José Saramago has died. He seemed a pleasant enough old bloke, as communists go, but his novels are excruciatingly tedious. If you haven't read them, don't bother. He won a Nobel prize, which should tell you all you need to know. (Although this chap is not like the normal run of Nobel winner, and I was glad to discover him.)
To be honest, I only read two of them before giving up, and I shan't be giving him another chance. His 'Essay on Blindness' is an allegory of something or other that is mildly entertaining in parts, but is mostly dull and ultimately pointless, in that it doesn't seem to say anything. To sum up, the entire population goes blind, one by one. No one knows what to do. Desperate attempts to contain the epidemic lead to isolation, imprisonment, abandonment, violence; law and order break down, basic human instincts, most of them bad, take over. Then everyone starts getting their sight back. One woman never does go blind. I think she's supposed to represent Hope, or something.

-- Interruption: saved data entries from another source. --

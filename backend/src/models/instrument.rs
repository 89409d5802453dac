//! Instrument model
//!
//! An instrument is an investable option: a fund with a bounded
//! fluctuation band, or a region driven by macro parameters.
//!
//! Identity (`id`, `name`, `description`, `color`) never changes during a
//! game. The return parameters inside [`ReturnProfile`] do: events shift
//! them and regions drift every turn.
//!
//! # Critical Invariants
//!
//! 1. `fluctuation.min <= fluctuation.max`
//! 2. Macro `risk` stays within `[0, 10]`
//! 3. Macro `interest` never drops below `-1`

use serde::{Deserialize, Serialize};
use std::collections::BTreeMap;

/// Lowest value macro `risk` may take
pub const RISK_MIN: f64 = 0.0;

/// Highest value macro `risk` may take
pub const RISK_MAX: f64 = 10.0;

/// Floor for macro `interest`
pub const INTEREST_FLOOR: f64 = -1.0;

/// All instruments of a game, keyed by id
///
/// Ordered keys give a stable iteration order, which in turn fixes the
/// order of random draws within a turn. `clone()` is a full deep copy.
pub type InstrumentBook = BTreeMap<String, Instrument>;

/// Percent bounds around an instrument's expected return
#[derive(Debug, Clone, Copy, PartialEq, Serialize, Deserialize)]
pub struct Fluctuation {
    pub min: f64,
    pub max: f64,
}

/// Parameters shared by the stable, balanced and aggressive strategies
#[derive(Debug, Clone, Copy, PartialEq, Serialize, Deserialize)]
pub struct BoundedParams {
    /// Base return per turn (percent)
    pub expected_return: f64,

    /// Fluctuation band (percent)
    pub fluctuation: Fluctuation,
}

/// Parameters of a region instrument
#[derive(Debug, Clone, Copy, PartialEq, Serialize, Deserialize)]
pub struct MacroParams {
    /// Interest rate (percent)
    pub interest: f64,

    /// Shock likelihood on a 0-10 scale
    pub risk: f64,

    /// Growth rate (percent)
    pub growth: f64,

    /// Value `risk` drifts back toward each turn
    ///
    /// `None` in hand-written configs; the game session fills it in from
    /// the initial `risk` before the first turn.
    #[serde(default)]
    pub baseline_risk: Option<f64>,
}

impl MacroParams {
    /// Create region parameters, using the initial risk as baseline
    pub fn new(interest: f64, risk: f64, growth: f64) -> Self {
        Self {
            interest,
            risk,
            growth,
            baseline_risk: Some(risk),
        }
    }

    /// Risk level the region relaxes toward
    pub fn baseline(&self) -> f64 {
        self.baseline_risk.unwrap_or(self.risk)
    }

    /// Clamp risk into `[0, 10]` and floor interest at `-1`
    pub fn clamp(&mut self) {
        self.risk = self.risk.clamp(RISK_MIN, RISK_MAX);
        self.interest = self.interest.max(INTEREST_FLOOR);
    }
}

/// Return-shape strategy tag, without parameters
#[derive(Debug, Clone, Copy, PartialEq, Eq, Hash, Serialize, Deserialize)]
#[serde(rename_all = "snake_case")]
pub enum Strategy {
    Stable,
    Balanced,
    Aggressive,
    Macro,
}

/// How an instrument turns invested money into a return
///
/// The variant selects the return strategy; nothing in the return model
/// looks at instrument ids.
#[derive(Debug, Clone, Copy, PartialEq, Serialize, Deserialize)]
#[serde(tag = "strategy", rename_all = "snake_case")]
pub enum ReturnProfile {
    /// Usually positive: magnitude in `[min, max)`, positive 80% of the time
    Stable(BoundedParams),

    /// Symmetric: uniform on `[-max, max)`; `min` is not used
    Balanced(BoundedParams),

    /// Uniform on `[min, max)`, no sign handling
    Aggressive(BoundedParams),

    /// Interest + growth, minus a random shock when the risk roll hits
    Macro(MacroParams),
}

impl ReturnProfile {
    /// Strategy tag of this profile
    pub fn strategy(&self) -> Strategy {
        match self {
            ReturnProfile::Stable(_) => Strategy::Stable,
            ReturnProfile::Balanced(_) => Strategy::Balanced,
            ReturnProfile::Aggressive(_) => Strategy::Aggressive,
            ReturnProfile::Macro(_) => Strategy::Macro,
        }
    }

    /// Bounded parameters, if this is a fund-style profile
    pub fn bounded(&self) -> Option<&BoundedParams> {
        match self {
            ReturnProfile::Stable(p) | ReturnProfile::Balanced(p) | ReturnProfile::Aggressive(p) => {
                Some(p)
            }
            ReturnProfile::Macro(_) => None,
        }
    }

    /// Mutable bounded parameters
    pub fn bounded_mut(&mut self) -> Option<&mut BoundedParams> {
        match self {
            ReturnProfile::Stable(p) | ReturnProfile::Balanced(p) | ReturnProfile::Aggressive(p) => {
                Some(p)
            }
            ReturnProfile::Macro(_) => None,
        }
    }

    /// Macro parameters, if this is a region profile
    pub fn macro_params(&self) -> Option<&MacroParams> {
        match self {
            ReturnProfile::Macro(p) => Some(p),
            _ => None,
        }
    }

    /// Mutable macro parameters
    pub fn macro_params_mut(&mut self) -> Option<&mut MacroParams> {
        match self {
            ReturnProfile::Macro(p) => Some(p),
            _ => None,
        }
    }
}

/// An investable option (fund or region)
#[derive(Debug, Clone, PartialEq, Serialize, Deserialize)]
pub struct Instrument {
    /// Short unique key (e.g. "A", "asia")
    pub id: String,

    /// Display name
    pub name: String,

    /// Player-facing description
    pub description: String,

    /// Presentation color hint
    pub color: String,

    /// Return parameters
    pub profile: ReturnProfile,
}

impl Instrument {
    /// Create an instrument
    pub fn new(
        id: impl Into<String>,
        name: impl Into<String>,
        description: impl Into<String>,
        color: impl Into<String>,
        profile: ReturnProfile,
    ) -> Self {
        Self {
            id: id.into(),
            name: name.into(),
            description: description.into(),
            color: color.into(),
            profile,
        }
    }

    /// Strategy tag of this instrument
    pub fn strategy(&self) -> Strategy {
        self.profile.strategy()
    }
}

/// Collect instruments into a book keyed by id
///
/// Later duplicates replace earlier ones; callers that care validate
/// uniqueness first.
pub fn book_from(instruments: impl IntoIterator<Item = Instrument>) -> InstrumentBook {
    instruments
        .into_iter()
        .map(|instrument| (instrument.id.clone(), instrument))
        .collect()
}

/// The three starting funds
///
/// # Example
/// ```
/// use portfolio_sim_core_rs::models::instrument::{fund_instruments, Strategy};
///
/// let funds = fund_instruments();
/// assert_eq!(funds.len(), 3);
/// assert_eq!(funds["A"].strategy(), Strategy::Stable);
/// assert_eq!(funds["C"].strategy(), Strategy::Aggressive);
/// ```
pub fn fund_instruments() -> InstrumentBook {
    book_from([
        Instrument::new(
            "A",
            "Stable Fund",
            "Wins most turns, but only by a little.",
            "blue",
            ReturnProfile::Stable(BoundedParams {
                expected_return: 3.0,
                fluctuation: Fluctuation { min: 1.0, max: 5.0 },
            }),
        ),
        Instrument::new(
            "B",
            "Balanced Fund",
            "A balance between stability and growth.",
            "indigo",
            ReturnProfile::Balanced(BoundedParams {
                expected_return: 6.0,
                fluctuation: Fluctuation { min: 0.0, max: 15.0 },
            }),
        ),
        Instrument::new(
            "C",
            "Gamble Fund",
            "Huge when it hits, brutal when it doesn't.",
            "amber",
            ReturnProfile::Aggressive(BoundedParams {
                expected_return: 12.0,
                fluctuation: Fluctuation {
                    min: -30.0,
                    max: 40.0,
                },
            }),
        ),
    ])
}

/// The four starting regions
pub fn region_instruments() -> InstrumentBook {
    book_from([
        Instrument::new(
            "north_america",
            "North America",
            "Deep markets with moderate rates and steady growth.",
            "sky",
            ReturnProfile::Macro(MacroParams::new(2.0, 3.0, 2.5)),
        ),
        Instrument::new(
            "europe",
            "Europe",
            "Low rates, slow growth, occasional debt scares.",
            "emerald",
            ReturnProfile::Macro(MacroParams::new(1.5, 4.0, 1.5)),
        ),
        Instrument::new(
            "asia",
            "Asia",
            "Fast growth with a matching appetite for volatility.",
            "rose",
            ReturnProfile::Macro(MacroParams::new(3.0, 5.0, 4.0)),
        ),
        Instrument::new(
            "emerging",
            "Emerging Markets",
            "High yields for those who can stomach the shocks.",
            "orange",
            ReturnProfile::Macro(MacroParams::new(5.0, 7.0, 5.0)),
        ),
    ])
}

A good writer could make an excellent story out of this, but Saramago was not a good writer and he didn't tell stories. The book is a hundred almost identical vignettes of a single image, itself crass and obvious, through which he tries to tell us what is wrong with the modern world (broadly speaking, these are in fact all the things which are good about it, but he was, as I said, a communist).
The Cave is just as tedious. The central image is of a massive shopping centre, so huge it has become central to the life of the whole area. Everyone wants to shop there, because they sell everything you could possibly want at reasonable prices. Everybody wants to work there, because the conditions are good, the contracts long-term and they even have apartments for their staff. All the manufacturers and dealers want to trade with them because they provide a guaranteed market far bigger and more stable than the artesan or small producer could hope to find for himself.

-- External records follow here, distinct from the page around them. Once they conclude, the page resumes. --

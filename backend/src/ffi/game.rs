//! PyO3 wrapper for Orchestrator
//!
//! This module provides the Python interface to a game session.

use pyo3::exceptions::{PyRuntimeError, PyValueError};
use pyo3::prelude::*;
use pyo3::types::PyDict;

use super::types::{allocation_from_py, from_json, to_json};
use crate::orchestrator::{Orchestrator, OrchestratorConfig, SimulationError};

/// Python wrapper for a game session
///
/// # Example (from Python)
///
/// ```python
/// from portfolio_sim_core_rs import Game
///
/// game = Game.new('{"rng_seed": 42, "max_turns": 10}')
/// while not game.is_finished():
///     result = json.loads(game.play_turn({"A": 40, "B": 40, "C": 20}))
///     print(result["new_balance"], result["last_diff"])
/// print(game.play_style())
/// ```
#[pyclass(name = "Game")]
pub struct PyGame {
    inner: Orchestrator,
}

fn to_py_err(error: SimulationError) -> PyErr {
    match error {
        SimulationError::InvalidAllocation(_) | SimulationError::UnknownInstrument(_) => {
            PyValueError::new_err(error.to_string())
        }
        _ => PyRuntimeError::new_err(error.to_string()),
    }
}

#[pymethods]
impl PyGame {
    /// Create a new game from a JSON configuration
    ///
    /// # Errors
    ///
    /// Raises ValueError if the JSON is malformed, RuntimeError if the
    /// configuration is rejected.
    #[staticmethod]
    fn new(config_json: &str) -> PyResult<Self> {
        let config: OrchestratorConfig = from_json(config_json, "config")?;
        let inner = Orchestrator::new(config).map_err(|e| {
            PyRuntimeError::new_err(format!("Failed to create game: {}", e))
        })?;

        Ok(PyGame { inner })
    }

    /// Play one turn
    ///
    /// # Arguments
    ///
    /// * `allocation` - Dict of instrument id to percent
    ///
    /// # Returns
    ///
    /// The turn result as a JSON string
    fn play_turn(&mut self, allocation: &Bound<'_, PyDict>) -> PyResult<String> {
        let allocation = allocation_from_py(allocation)?;
        let result = self.inner.play_turn(allocation).map_err(to_py_err)?;
        to_json(&result)
    }

    /// Current balance
    fn balance(&self) -> i64 {
        self.inner.balance()
    }

    /// Turns played so far
    fn current_turn(&self) -> u32 {
        self.inner.current_turn()
    }

    fn is_finished(&self) -> bool {
        self.inner.is_finished()
    }

    /// Play-style label over the turns played so far
    fn play_style(&self) -> String {
        self.inner.play_style().label().to_string()
    }

    /// Current instrument state as a JSON string
    fn instruments(&self) -> PyResult<String> {
        to_json(self.inner.instruments())
    }

    /// History as a JSON string
    fn history(&self) -> PyResult<String> {
        to_json(&self.inner.history())
    }

    /// Ids of unlocked achievements
    fn unlocked_achievements(&self) -> Vec<String> {
        self.inner.unlocked_achievements().iter().cloned().collect()
    }

    /// Ids of earned rewards
    fn unlocked_rewards(&self) -> Vec<String> {
        self.inner.unlocked_rewards().iter().cloned().collect()
    }

    /// Full event log as a JSON string
    fn event_log(&self) -> PyResult<String> {
        to_json(self.inner.event_log().events())
    }
}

And yet we are clearly meant to think, again across a hundred almost identical scenes, that this is a bad thing and that we should all want to be like the central character, a country potter who can't make a living because he persists in trying to sell to a handful of neighbours things that they don't want. It is better (for you) to starve picturesquely than to make a living (in a way I disapprove of), seems to be the- all too familiar- messaage, and he says it again and again throughout 400 boring pages.
Give the late Don José a miss, I would say.